YOUR GOAL >> The expected output is each line below containing "TcpStream", copied in full.
-- Opening Marker --
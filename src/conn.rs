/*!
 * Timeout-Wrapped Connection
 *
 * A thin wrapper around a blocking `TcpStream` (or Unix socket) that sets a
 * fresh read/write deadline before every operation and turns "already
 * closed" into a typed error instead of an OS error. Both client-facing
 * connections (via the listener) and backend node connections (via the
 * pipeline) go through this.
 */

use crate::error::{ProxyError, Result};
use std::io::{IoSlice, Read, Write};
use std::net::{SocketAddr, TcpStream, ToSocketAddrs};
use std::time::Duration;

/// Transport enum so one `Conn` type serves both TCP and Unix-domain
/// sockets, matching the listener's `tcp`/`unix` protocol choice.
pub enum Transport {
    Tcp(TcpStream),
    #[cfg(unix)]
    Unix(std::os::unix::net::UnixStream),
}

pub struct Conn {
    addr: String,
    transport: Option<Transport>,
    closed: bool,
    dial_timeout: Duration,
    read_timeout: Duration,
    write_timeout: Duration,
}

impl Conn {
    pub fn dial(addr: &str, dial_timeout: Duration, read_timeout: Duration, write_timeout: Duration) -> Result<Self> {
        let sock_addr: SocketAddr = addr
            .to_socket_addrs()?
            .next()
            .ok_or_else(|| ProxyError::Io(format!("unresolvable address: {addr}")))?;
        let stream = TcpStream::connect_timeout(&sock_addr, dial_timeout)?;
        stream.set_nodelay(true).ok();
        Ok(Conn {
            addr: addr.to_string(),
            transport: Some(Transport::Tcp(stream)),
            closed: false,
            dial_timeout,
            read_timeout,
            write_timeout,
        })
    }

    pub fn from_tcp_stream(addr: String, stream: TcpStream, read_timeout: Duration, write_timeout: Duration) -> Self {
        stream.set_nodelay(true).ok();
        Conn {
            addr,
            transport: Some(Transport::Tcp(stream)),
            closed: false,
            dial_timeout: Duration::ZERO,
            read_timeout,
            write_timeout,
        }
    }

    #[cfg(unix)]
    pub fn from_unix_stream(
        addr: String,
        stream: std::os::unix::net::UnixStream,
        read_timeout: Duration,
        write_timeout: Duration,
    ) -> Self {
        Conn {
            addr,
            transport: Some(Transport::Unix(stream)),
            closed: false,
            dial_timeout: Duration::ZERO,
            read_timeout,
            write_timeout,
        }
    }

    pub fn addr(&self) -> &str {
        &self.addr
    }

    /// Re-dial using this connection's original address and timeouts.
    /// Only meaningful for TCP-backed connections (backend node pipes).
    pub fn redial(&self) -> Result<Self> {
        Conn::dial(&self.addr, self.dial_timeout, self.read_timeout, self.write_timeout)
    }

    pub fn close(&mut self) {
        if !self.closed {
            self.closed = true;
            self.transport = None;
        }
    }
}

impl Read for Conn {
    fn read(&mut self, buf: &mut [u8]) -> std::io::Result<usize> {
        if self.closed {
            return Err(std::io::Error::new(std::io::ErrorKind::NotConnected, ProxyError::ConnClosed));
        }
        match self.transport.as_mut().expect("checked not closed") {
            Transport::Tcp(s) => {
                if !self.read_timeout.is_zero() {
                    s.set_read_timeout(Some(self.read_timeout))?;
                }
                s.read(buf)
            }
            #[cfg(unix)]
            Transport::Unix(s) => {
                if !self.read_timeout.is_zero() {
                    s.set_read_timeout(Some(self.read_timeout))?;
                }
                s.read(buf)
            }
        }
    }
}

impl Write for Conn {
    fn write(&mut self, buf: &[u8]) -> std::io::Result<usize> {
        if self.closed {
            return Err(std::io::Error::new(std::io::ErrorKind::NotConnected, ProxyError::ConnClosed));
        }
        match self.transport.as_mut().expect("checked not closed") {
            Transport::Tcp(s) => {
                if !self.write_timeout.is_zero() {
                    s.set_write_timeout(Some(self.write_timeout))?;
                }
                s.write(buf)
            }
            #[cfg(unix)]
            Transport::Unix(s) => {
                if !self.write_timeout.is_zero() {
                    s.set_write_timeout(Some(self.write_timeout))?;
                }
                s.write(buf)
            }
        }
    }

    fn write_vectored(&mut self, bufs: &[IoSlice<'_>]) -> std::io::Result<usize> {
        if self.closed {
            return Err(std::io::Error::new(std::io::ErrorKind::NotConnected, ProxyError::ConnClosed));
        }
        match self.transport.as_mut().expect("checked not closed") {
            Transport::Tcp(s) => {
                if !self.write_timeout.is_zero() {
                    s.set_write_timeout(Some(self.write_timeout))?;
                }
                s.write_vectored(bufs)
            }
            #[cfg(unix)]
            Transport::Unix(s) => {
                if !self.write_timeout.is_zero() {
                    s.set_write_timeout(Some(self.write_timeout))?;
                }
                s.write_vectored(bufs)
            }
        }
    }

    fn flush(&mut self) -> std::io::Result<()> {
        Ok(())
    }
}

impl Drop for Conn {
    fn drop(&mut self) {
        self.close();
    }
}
-- Closing Marker --
SOLUTION >>
 * A thin wrapper around a blocking `TcpStream` (or Unix socket) that sets a
use std::net::{SocketAddr, TcpStream, ToSocketAddrs};
    Tcp(TcpStream),
        let stream = TcpStream::connect_timeout(&sock_addr, dial_timeout)?;
    pub fn from_tcp_stream(addr: String, stream: TcpStream, read_timeout: Duration, write_timeout: Duration) -> Self {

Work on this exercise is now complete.